Reduced alcohol intake and cannabis use
This is not the first study of its kind examining the relationship between cannabis use and reduced alcohol consumption. The study’s co-authors published a similar research project published in the Addiction Journal in January that showed an inverse relationship between cannabis and alcohol use. Those who used chronic alcohol had less use on days when they did use cannabis.
This study, conducted by the University of Colorado at Boulder and Colorado State University, looked at 96 different subjects who used cannabis and also participated in an alcohol abuse treatment program. Their use declined on cannabis-use days, and this trend was consistent among those with heavy cannabis use and light cannabis use.

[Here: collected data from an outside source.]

//! Parser configuration.
//!
//! The parser is permissive in a few places. Each of those behaviours is a
//! field here so callers choose it explicitly instead of inheriting it.

/// What to do with a string lexeme whose escapes cannot be decoded.
#[derive(Debug, Clone, Copy, Default, PartialEq, Eq)]
pub enum EscapePolicy {
    /// Fail the parse with `ParseError::MalformedString`.
    #[default]
    Strict,
    /// Keep the raw lexeme, quotes included, and log a warning.
    Lenient,
}

#[derive(Debug, Clone, Copy, PartialEq, Eq)]
pub struct ParseOptions {
    /// Maximum number of arrays/objects open at once.
    pub max_depth: usize,
    /// Accept a comma directly before `]` or `}`.
    pub trailing_commas: bool,
    /// Handling of string lexemes whose escapes cannot be decoded.
    pub escapes: EscapePolicy,
}

impl ParseOptions {
    pub const DEFAULT_MAX_DEPTH: usize = 128;

    /// Rejects trailing commas and malformed escapes.
    pub const fn strict() -> Self {
        Self {
            max_depth: Self::DEFAULT_MAX_DEPTH,
            trailing_commas: false,
            escapes: EscapePolicy::Strict,
        }
    }

    /// Accepts trailing commas and passes malformed strings through raw.
    pub const fn lenient() -> Self {
        Self {
            max_depth: Self::DEFAULT_MAX_DEPTH,
            trailing_commas: true,
            escapes: EscapePolicy::Lenient,
        }
    }

    pub const fn with_max_depth(mut self, max_depth: usize) -> Self {
        self.max_depth = max_depth;
        self
    }

    pub const fn with_trailing_commas(mut self, allow: bool) -> Self {
        self.trailing_commas = allow;
        self
    }

    pub const fn with_escapes(mut self, escapes: EscapePolicy) -> Self {
        self.escapes = escapes;
        self
    }
}

impl Default for ParseOptions {
    /// Trailing commas are tolerated; escapes are checked strictly.
    fn default() -> Self {
        Self {
            max_depth: Self::DEFAULT_MAX_DEPTH,
            trailing_commas: true,
            escapes: EscapePolicy::Strict,
        }
    }
}

#[cfg(test)]
mod tests {
    use super::*;

    #[test]
    fn test_default_options() {
        let options = ParseOptions::default();
        assert_eq!(options.max_depth, 128);
        assert!(options.trailing_commas);
        assert_eq!(options.escapes, EscapePolicy::Strict);
    }

    #[test]
    fn test_presets_differ() {
        assert!(!ParseOptions::strict().trailing_commas);
        assert_eq!(ParseOptions::lenient().escapes, EscapePolicy::Lenient);
        assert_ne!(ParseOptions::strict(), ParseOptions::lenient());
    }

    #[test]
    fn test_builder() {
        let options = ParseOptions::strict()
            .with_max_depth(4)
            .with_trailing_commas(true)
            .with_escapes(EscapePolicy::Lenient);
        assert_eq!(options.max_depth, 4);
        assert_eq!(options, ParseOptions::lenient().with_max_depth(4));
    }
}
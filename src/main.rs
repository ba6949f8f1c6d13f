//! Command-line front end: parse a JSON document and inspect the result.
//!
//! Usage:
//!   json-parser `[FILE]` [--at `<segment>`]... [--find `<key>`]   - Print the value reached
//!   json-parser `[FILE]` --tokens                                - Print the token stream

use std::io::Read;
use std::path::PathBuf;
use std::process;

use clap::Parser;
use json_parser::{tokenize, EscapePolicy, Explorer, Key, ParseOptions, Value};
use tracing_subscriber::EnvFilter;

#[derive(Debug, Parser)]
#[command(name = "json-parser", version, about = "Parse JSON and explore the value tree")]
struct Cli {
    /// Input file; standard input is read when omitted
    file: Option<PathBuf>,

    /// Path segment to walk into: an index for arrays, a key for objects
    #[arg(long = "at", value_name = "SEGMENT")]
    at: Vec<String>,

    /// Search below the reached node for the first value stored under this key
    #[arg(long, value_name = "KEY")]
    find: Option<String>,

    /// Print the token stream instead of parsing
    #[arg(long, conflicts_with_all = ["at", "find"])]
    tokens: bool,

    /// Maximum nesting depth of arrays and objects
    #[arg(long, default_value_t = ParseOptions::DEFAULT_MAX_DEPTH)]
    max_depth: usize,

    /// Reject a comma directly before `]` or `}`
    #[arg(long)]
    no_trailing_commas: bool,

    /// Keep strings with malformed escapes as raw text instead of failing
    #[arg(long)]
    lenient_escapes: bool,
}

impl Cli {
    fn options(&self) -> ParseOptions {
        let escapes = if self.lenient_escapes {
            EscapePolicy::Lenient
        } else {
            EscapePolicy::Strict
        };
        ParseOptions::default()
            .with_max_depth(self.max_depth)
            .with_trailing_commas(!self.no_trailing_commas)
            .with_escapes(escapes)
    }
}

fn main() {
    init_tracing();
    let cli = Cli::parse();

    let input = read_input(cli.file.as_ref()).unwrap_or_else(|e| {
        eprintln!("Error reading input: {}", e);
        process::exit(1);
    });

    if cli.tokens {
        for token in tokenize(&input) {
            println!("{}\t{}\t{}", token.position, token.kind, token.text);
        }
        return;
    }

    let value = json_parser::parse_with_options(&input, cli.options()).unwrap_or_else(|e| {
        eprintln!("Parse error: {}", e);
        process::exit(1);
    });

    let mut explorer = value.explore();
    for segment in &cli.at {
        explorer = step(explorer, segment);
    }
    if let Some(key) = &cli.find {
        explorer = explorer.find_key(key);
    }

    match explorer.value() {
        Ok(found) => println!("{:#?}", found),
        Err(e) => {
            eprintln!("Lookup error: {}", e);
            process::exit(1);
        }
    }
}

/// Applies one `--at` segment, reading it as an index when the current node
/// is an array.
fn step<'v>(explorer: Explorer<'v>, segment: &str) -> Explorer<'v> {
    let key = match (explorer.value(), segment.parse::<usize>()) {
        (Ok(Value::Array(_)), Ok(index)) => Key::Index(index),
        _ => Key::Field(segment),
    };
    explorer.traverse([key])
}

fn read_input(file: Option<&PathBuf>) -> std::io::Result<String> {
    match file {
        Some(path) => std::fs::read_to_string(path),
        None => {
            let mut input = String::new();
            std::io::stdin().read_to_string(&mut input)?;
            Ok(input)
        }
    }
}

fn init_tracing() {
    let env_filter = EnvFilter::try_from_default_env().unwrap_or_else(|_| EnvFilter::new("warn"));
    let _ = tracing_subscriber::fmt()
        .with_env_filter(env_filter)
        .with_target(false)
        .with_writer(std::io::stderr)
        .try_init();
}
//! End-to-end parser behaviour over whole documents.

use std::collections::HashMap;
use std::fs;
use std::path::PathBuf;

use json_parser::{
    parse, parse_with_options, tokenize, EscapePolicy, Lexer, ParseError, ParseOptions,
    TokenKind, Value,
};
use rstest::rstest;

fn fixture(name: &str) -> String {
    let path = PathBuf::from(env!("CARGO_MANIFEST_DIR"))
        .join("tests")
        .join("fixtures")
        .join(name);
    fs::read_to_string(path).expect("Failed to read fixture")
}

fn string(s: &str) -> Value {
    Value::String(s.to_string())
}

fn object(entries: Vec<(&str, Value)>) -> Value {
    Value::Object(
        entries
            .into_iter()
            .map(|(k, v)| (k.to_string(), v))
            .collect::<HashMap<_, _>>(),
    )
}

#[rstest]
#[case("true", Value::Bool(true))]
#[case("false", Value::Bool(false))]
#[case("null", Value::Null)]
#[case("-3.e-2", Value::Number(-0.03))]
#[case("[]", Value::Array(vec![]))]
#[case("[true]", Value::Array(vec![Value::Bool(true)]))]
#[case(r#"["hello", "world"]"#, Value::Array(vec![string("hello"), string("world")]))]
#[case("{}", object(vec![]))]
#[case(r#"{"a":"b"}"#, object(vec![("a", string("b"))]))]
#[case(r#"[{"hello":"world"}]"#, Value::Array(vec![object(vec![("hello", string("world"))])]))]
#[case(r#""hello\r\n world""#, string("hello\r\n world"))]
#[case("[nil, nope]", Value::Array(vec![Value::Null, Value::Null]))]
#[case("[1,2,]", Value::Array(vec![Value::Number(1.0), Value::Number(2.0)]))]
#[case("\u{A0}\u{2003} 7 \u{3000}", Value::Number(7.0))]
fn parses_documents(#[case] input: &str, #[case] expected: Value) {
    assert_eq!(parse(input).unwrap(), expected);
}

#[rstest]
#[case("", "unexpected end of input")]
#[case("{key: 1}", "unexpected invalid token `k` at position 1")]
#[case("123 abc", "trailing invalid token `a` at position 4 after a complete value")]
#[case("[1 2]", "unexpected number token `2` at position 3")]
#[case(r#"{"a":1 "b":2}"#, "unexpected string token `\"b\"` at position 7")]
#[case("[1,", "unexpected end of input")]
#[case("[1", "unexpected EOF token `` at position 2")]
#[case("}", "unexpected `}` token `}` at position 0")]
#[case("tru", "malformed boolean literal `tru` at position 0")]
#[case("1e+5", "malformed number literal `1e` at position 0")]
#[case("--1", "malformed number literal `--1` at position 0")]
#[case("#", "invalid token `#` at position 0")]
fn reports_errors(#[case] input: &str, #[case] message: &str) {
    let err = parse(input).unwrap_err();
    assert_eq!(err.to_string(), message);
}

#[test]
fn plus_signed_exponents_are_rejected() {
    // serde_json accepts and writes these; the number lexeme stops at `+`
    assert!(serde_json::from_str::<serde_json::Value>("1e+5").is_ok());
    assert_eq!(
        parse("[1.5e+300]").unwrap_err(),
        ParseError::MalformedLiteral {
            kind: TokenKind::Number,
            text: "1.5e".into(),
            position: 1,
        }
    );
    assert_eq!(parse("1.5e300").unwrap(), Value::Number(1.5e300));
}

#[test]
fn unquoted_key_is_unexpected_token() {
    let err = parse("{key: 1}").unwrap_err();
    assert_eq!(
        err,
        ParseError::UnexpectedToken {
            kind: TokenKind::Invalid,
            text: "k".into(),
            position: 1,
        }
    );
}

#[test]
fn empty_input_tokenizes_to_eof_only() {
    let tokens = tokenize("");
    assert_eq!(tokens.len(), 1);
    assert_eq!(tokens[0].kind, TokenKind::Eof);
    assert_eq!(parse("").unwrap_err(), ParseError::UnexpectedEndOfInput);
}

#[test]
fn tokens_past_eof_stay_eof() {
    let mut lexer = Lexer::new("[]");
    lexer.next_token();
    lexer.next_token();
    for _ in 0..100 {
        assert_eq!(lexer.next_token().kind, TokenKind::Eof);
    }
}

#[test]
fn token_text_is_always_a_slice_of_the_input() {
    let input = fixture("mixed.json");
    let base = input.as_ptr() as usize;
    for token in tokenize(&input) {
        let start = token.text.as_ptr() as usize - base;
        assert_eq!(&input[start..start + token.text.len()], token.text);
    }
}

#[test]
fn tokenizing_is_deterministic() {
    let input = fixture("glossary.json");
    assert_eq!(tokenize(&input), tokenize(&input));
    assert_eq!(parse(&input).unwrap(), parse(&input).unwrap());
}

#[test]
fn glossary_token_stream() {
    let input = fixture("glossary.json");
    let texts: Vec<&str> = tokenize(&input).into_iter().map(|t| t.text).collect();
    assert_eq!(texts.len(), 66);
    assert_eq!(&texts[..5], ["{", "\"glossary\"", ":", "{", "\"title\""]);
    assert_eq!(texts[texts.len() - 1], "");
    assert!(texts.contains(&"\"ISO 8879:1986\""));
}

#[test]
fn parses_glossary_fixture() {
    let value = parse(&fixture("glossary.json")).unwrap();
    let see_also = value
        .explore()
        .find_key("GlossSeeAlso")
        .get::<&[Value]>()
        .unwrap();
    assert_eq!(see_also, [string("GML"), string("XML")]);
}

#[test]
fn parses_mixed_fixture() {
    let value = parse(&fixture("mixed.json")).unwrap();
    let root = value.explore();

    assert_eq!(root.clone().field("name").get::<&str>(), Ok("sample \"document\""));
    assert_eq!(root.clone().field("version").get::<u32>(), Ok(3));
    assert_eq!(root.clone().field("ratio").get::<f64>(), Ok(-0.25));
    assert_eq!(root.clone().field("tiny").get::<f64>(), Ok(6.02e-23));
    assert_eq!(root.clone().field("missing").get::<Option<bool>>(), Ok(None));
    assert_eq!(
        root.clone().field("tags").at(3).get::<&str>(),
        Ok("emoji \u{1F600}")
    );
    assert_eq!(
        root.clone().field("escapes").get::<&str>(),
        Ok("tab\tnewline\nslash/backslash\\")
    );
    assert_eq!(
        root.clone().traverse(["matrix"]).at(1).at(0).get::<i64>(),
        Ok(3)
    );
    assert_eq!(
        root.field("nested")
            .field("items")
            .at(1)
            .field("label")
            .get::<String>(),
        Ok("two".to_string())
    );
}

#[test]
fn strict_options_reject_leniencies() {
    let options = ParseOptions::strict();
    assert!(parse_with_options("[1,]", options).is_err());
    assert!(parse_with_options(r#"{"a":1,}"#, options).is_err());
    assert!(parse_with_options(r#""\x""#, options).is_err());
    assert!(parse_with_options(r#"{"a":[1,2]}"#, options).is_ok());
}

#[test]
fn lenient_escapes_apply_to_keys_too() {
    let options = ParseOptions::default().with_escapes(EscapePolicy::Lenient);
    let value = parse_with_options(r#"{"k\x": 1}"#, options).unwrap();
    assert_eq!(value.get(r#""k\x""#), Some(&Value::Number(1.0)));
}

#[test]
fn depth_limit_is_configurable() {
    let deep = format!("{}{}", "[".repeat(200), "]".repeat(200));
    assert!(matches!(
        parse(&deep).unwrap_err(),
        ParseError::NestingTooDeep { limit: 128, .. }
    ));
    let options = ParseOptions::default().with_max_depth(200);
    assert!(parse_with_options(&deep, options).is_ok());
}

The research team claimed, “Across the sample as a whole, individuals drank approximately 29 percent fewer drinks and were 2.06 times less likely to have excessive alcohol on days when cannabis was used than on days when cannabis was not used. These patterns have been seen in men, women, and the rare and common cannabis use groups. “
“Heavy drinkers who are undergoing alcohol-reducing treatment and who also use cannabis appear to increase their cannabis use on days when they are reducing their alcohol consumption,” they concluded.

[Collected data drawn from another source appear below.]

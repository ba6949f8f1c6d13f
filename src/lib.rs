//! A hand-written JSON lexer and recursive-descent parser.
//!
//! [`parse`] turns JSON text into a [`Value`] tree. The [`Lexer`] is pulled
//! one token at a time by the [`Parser`] and never fails on its own: input it
//! cannot classify comes back as an `Invalid` token for the parser to report.
//!
//! The grammar is permissive in places (numbers, bare words, trailing
//! commas); [`ParseOptions`] controls the behaviours that are configurable.
//! Parsed trees can be walked with an [`Explorer`].

use std::collections::HashMap;

mod explore;
mod options;
mod parse;
mod tokenize;

pub use explore::{ExploreError, Explorer, FromValue, Key};
pub use options::{EscapePolicy, ParseOptions};
pub use parse::{parse, parse_with_options, EscapeError, ParseError, Parser};
pub use tokenize::{tokenize, Lexer, Token, TokenKind};

#[derive(Debug, Clone, PartialEq)]
pub enum Value {
    /// literal characters `null`
    Null,

    /// literal characters `true` or `false`
    Bool(bool),

    /// every JSON number, integer or not
    Number(f64),

    /// a string with its escapes decoded
    String(String),

    /// an array of values, in document order
    Array(Vec<Value>),

    /// an object with key-value pairs; a repeated key keeps its last value
    Object(HashMap<String, Value>),
}

impl Value {
    pub fn is_null(&self) -> bool {
        matches!(self, Value::Null)
    }

    pub fn is_bool(&self) -> bool {
        matches!(self, Value::Bool(_))
    }

    pub fn is_number(&self) -> bool {
        matches!(self, Value::Number(_))
    }

    pub fn is_string(&self) -> bool {
        matches!(self, Value::String(_))
    }

    pub fn is_array(&self) -> bool {
        matches!(self, Value::Array(_))
    }

    pub fn is_object(&self) -> bool {
        matches!(self, Value::Object(_))
    }

    pub fn as_bool(&self) -> Option<bool> {
        match self {
            Value::Bool(b) => Some(*b),
            _ => None,
        }
    }

    pub fn as_f64(&self) -> Option<f64> {
        match self {
            Value::Number(n) => Some(*n),
            _ => None,
        }
    }

    pub fn as_str(&self) -> Option<&str> {
        match self {
            Value::String(s) => Some(s),
            _ => None,
        }
    }

    pub fn as_array(&self) -> Option<&[Value]> {
        match self {
            Value::Array(a) => Some(a),
            _ => None,
        }
    }

    pub fn as_object(&self) -> Option<&HashMap<String, Value>> {
        match self {
            Value::Object(o) => Some(o),
            _ => None,
        }
    }

    /// Looks up `key` if this is an object.
    pub fn get(&self, key: &str) -> Option<&Value> {
        self.as_object().and_then(|map| map.get(key))
    }

    /// Looks up `index` if this is an array.
    pub fn get_index(&self, index: usize) -> Option<&Value> {
        self.as_array().and_then(|items| items.get(index))
    }

    /// Name of the variant, for error messages.
    pub fn type_name(&self) -> &'static str {
        match self {
            Value::Null => "null",
            Value::Bool(_) => "boolean",
            Value::Number(_) => "number",
            Value::String(_) => "string",
            Value::Array(_) => "array",
            Value::Object(_) => "object",
        }
    }

    /// Starts a path traversal rooted at this value.
    pub fn explore(&self) -> Explorer<'_> {
        Explorer::new(self)
    }
}
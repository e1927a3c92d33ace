use ratatui::Frame;

use crate::{
    app::App,
    session::{Clock, SessionState},
    ui::{render_challenge, render_complete, render_idle, render_intro},
};

/// A UI Screen boundary: renders one session state
pub trait Screen<C: Clock> {
    fn render(&self, app: &App<C>, f: &mut Frame);
}

pub struct IdleScreen;

impl<C: Clock> Screen<C> for IdleScreen {
    fn render(&self, _app: &App<C>, f: &mut Frame) {
        let area = f.area();
        render_idle(area, f.buffer_mut());
    }
}

pub struct IntroScreen;

impl<C: Clock> Screen<C> for IntroScreen {
    fn render(&self, app: &App<C>, f: &mut Frame) {
        let area = f.area();
        render_intro(app, area, f.buffer_mut());
    }
}

/// Active challenge, and its result once decided
pub struct ChallengeScreen;

impl<C: Clock> Screen<C> for ChallengeScreen {
    fn render(&self, app: &App<C>, f: &mut Frame) {
        let area = f.area();
        render_challenge(app, area, f.buffer_mut());
    }
}

pub struct CompleteScreen;

impl<C: Clock> Screen<C> for CompleteScreen {
    fn render(&self, app: &App<C>, f: &mut Frame) {
        let area = f.area();
        render_complete(app, area, f.buffer_mut());
    }
}

/// Helper to construct the appropriate screen for the current state
pub fn current_screen<C: Clock + 'static>(state: SessionState) -> Box<dyn Screen<C>> {
    match state {
        SessionState::Idle => Box::new(IdleScreen),
        SessionState::Intro => Box::new(IntroScreen),
        SessionState::Active | SessionState::Result => Box::new(ChallengeScreen),
        SessionState::Complete => Box::new(CompleteScreen),
    }
}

Commenting on the study, NORML Deputy Director Paul Armentano added, “Several previous studies looked at whether cannabis was more of a substitute for or a compliment to alcohol, and their results have been mixed. The results of this study are an important addition to this growing literature and provide strong evidence that cannabis can serve as an intervention for certain individuals looking to reduce their alcohol consumption. “
While more research is needed on this topic, previous data suggests that cannabis, especially CBD-dominant cannabis, can help with patterns of reduced alcohol consumption.